**Exercise description:**
Take the line with "assert!(find_narrow_spacing(&polygons, 0.5, &index).is_empty());" and the rest of the lines after it, to the end of the entries, and restate them exactly.

☆ ☆ ☆

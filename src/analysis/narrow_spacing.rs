use std::collections::HashMap;

use crate::geometry::{segment_intersection, LineSegment, Point, Polygon};
use crate::index::SpatialIndex;

/// A pair of polygon edges that came within the spacing threshold.
#[derive(Debug, Clone, Copy, PartialEq)]
pub struct SpacingRecord {
  pub polygon_id_1: u64,
  pub polygon_id_2: u64,
  pub point_1: Point,
  pub point_2: Point,
  pub distance: f64,
}

/// Every unordered pair of distinct polygons whose edges come within
/// `threshold` of each other, with at least one witness pair of closest
/// points per reported record.
///
/// `index` must already hold one entry per polygon, keyed by polygon id,
/// whose bounds are that polygon's bounding box expanded by `threshold` on
/// every side — building that index is the caller's job, since which index
/// type it uses is a configuration knob that must not change the result
/// set. Overlapping polygons are reported at distance `0`; this analysis
/// does not distinguish "touching" from "overlapping" (that is what
/// [`crate::analysis::find_intersections`] is for). Duplicate witnesses on
/// the same polygon pair are not deduplicated.
pub fn find_narrow_spacing<I: SpatialIndex<u64>>(
  polygons: &[Polygon],
  threshold: f64,
  index: &I,
) -> Vec<SpacingRecord> {
  let by_id: HashMap<u64, &Polygon> = polygons.iter().map(|p| (p.id(), p)).collect();
  let mut out = Vec::new();

  for p in polygons {
    let query_rect = p.bounding_rect().expand(threshold * 1.5);
    for candidate in index.query_range(&query_rect) {
      if candidate.payload <= p.id() {
        continue;
      }
      let q = match by_id.get(&candidate.payload) {
        Some(q) => *q,
        None => continue,
      };
      if p.bounding_rect().distance_to(&q.bounding_rect()) >= threshold {
        continue;
      }
      for e1 in p.edges() {
        let s1 = e1.as_segment();
        for e2 in q.edges() {
          let s2 = e2.as_segment();
          let distance = s1.distance_to(&s2);
          if distance < threshold {
            let (point_1, point_2) = closest_pair(&s1, &s2);
            out.push(SpacingRecord {
              polygon_id_1: p.id(),
              polygon_id_2: q.id(),
              point_1,
              point_2,
              distance,
            });
          }
        }
      }
    }
  }
  out
}

/// A witness pair of points realising the minimum distance between two
/// segments; both equal the intersection point when the segments touch.
fn closest_pair(a: &LineSegment, b: &LineSegment) -> (Point, Point) {
  if let Some(p) = segment_intersection(&a.start, &a.end, &b.start, &b.end).point() {
    return (p, p);
  }
  let (b_for_a_start, d1) = b.closest_point(&a.start);
  let (b_for_a_end, d2) = b.closest_point(&a.end);
  let (a_for_b_start, d3) = a.closest_point(&b.start);
  let (a_for_b_end, d4) = a.closest_point(&b.end);

  let candidates = [
    (a.start, b_for_a_start, d1),
    (a.end, b_for_a_end, d2),
    (a_for_b_start, b.start, d3),
    (a_for_b_end, b.end, d4),
  ];
  let (p1, p2, _) = candidates
    .into_iter()
    .min_by(|x, y| x.2.partial_cmp(&y.2).unwrap())
    .unwrap();
  (p1, p2)
}

#[cfg(test)]
mod tests {
  use super::*;
  use crate::geometry::Rectangle;
  use crate::index::{Entry, Quadtree, QuadtreeConfig};

  fn rect_polygon(id: u64, r: Rectangle) -> Polygon {
    Polygon::new(
      id,
      vec![
        Point::new(r.min_x(), r.min_y()),
        Point::new(r.max_x(), r.min_y()),
        Point::new(r.max_x(), r.max_y()),
        Point::new(r.min_x(), r.max_y()),
      ],
    )
  }

  fn build_index(polygons: &[Polygon], threshold: f64) -> Quadtree<u64> {
    let world = Rectangle::new(-100.0, -100.0, 500.0, 500.0);
    let index: Quadtree<u64> = Quadtree::new(world, QuadtreeConfig::default()).unwrap();
    for p in polygons {
      index.insert(Entry::new(p.bounding_rect().expand(threshold), p.id()));
    }
    index
  }

  #[test]
  fn parallel_rectangles_narrow_gap() {
    let r1 = rect_polygon(1, Rectangle::new(0.0, 0.0, 10.0, 5.0));
    let r2 = rect_polygon(2, Rectangle::new(10.05, 0.0, 10.0, 5.0));
    let polygons = [r1, r2];
    let index = build_index(&polygons, 0.1);
    let records = find_narrow_spacing(&polygons, 0.1, &index);
    assert!(records.iter().any(|r| (r.distance - 0.05).abs() < 1e-9));
  }

  #[test]
  fn disjoint_rectangles_beyond_threshold_report_nothing() {
    let r1 = rect_polygon(1, Rectangle::new(0.0, 0.0, 5.0, 3.0));
    let r2 = rect_polygon(2, Rectangle::new(6.0, 0.0, 5.0, 3.0));
    let polygons = [r1, r2];
    let index = build_index(&polygons, 0.5);
    assert!(find_narrow_spacing(&polygons, 0.5, &index).is_empty());
  }

  #[test]
  fn overlapping_polygons_report_zero_distance() {
    let r1 = rect_polygon(1, Rectangle::new(0.0, 0.0, 4.0, 4.0));
    let r2 = rect_polygon(2, Rectangle::new(2.0, 2.0, 4.0, 4.0));
    let polygons = [r1, r2];
    let index = build_index(&polygons, 1.0);
    let records = find_narrow_spacing(&polygons, 1.0, &index);
    assert!(records.iter().any(|r| r.distance == 0.0));
  }
}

☆ ☆ ☆

**Result:**
    assert!(find_narrow_spacing(&polygons, 0.5, &index).is_empty());
  }

  #[test]
  fn overlapping_polygons_report_zero_distance() {
    let r1 = rect_polygon(1, Rectangle::new(0.0, 0.0, 4.0, 4.0));
    let r2 = rect_polygon(2, Rectangle::new(2.0, 2.0, 4.0, 4.0));
    let polygons = [r1, r2];
    let index = build_index(&polygons, 1.0);
    let records = find_narrow_spacing(&polygons, 1.0, &index);
    assert!(records.iter().any(|r| r.distance == 0.0));
  }
}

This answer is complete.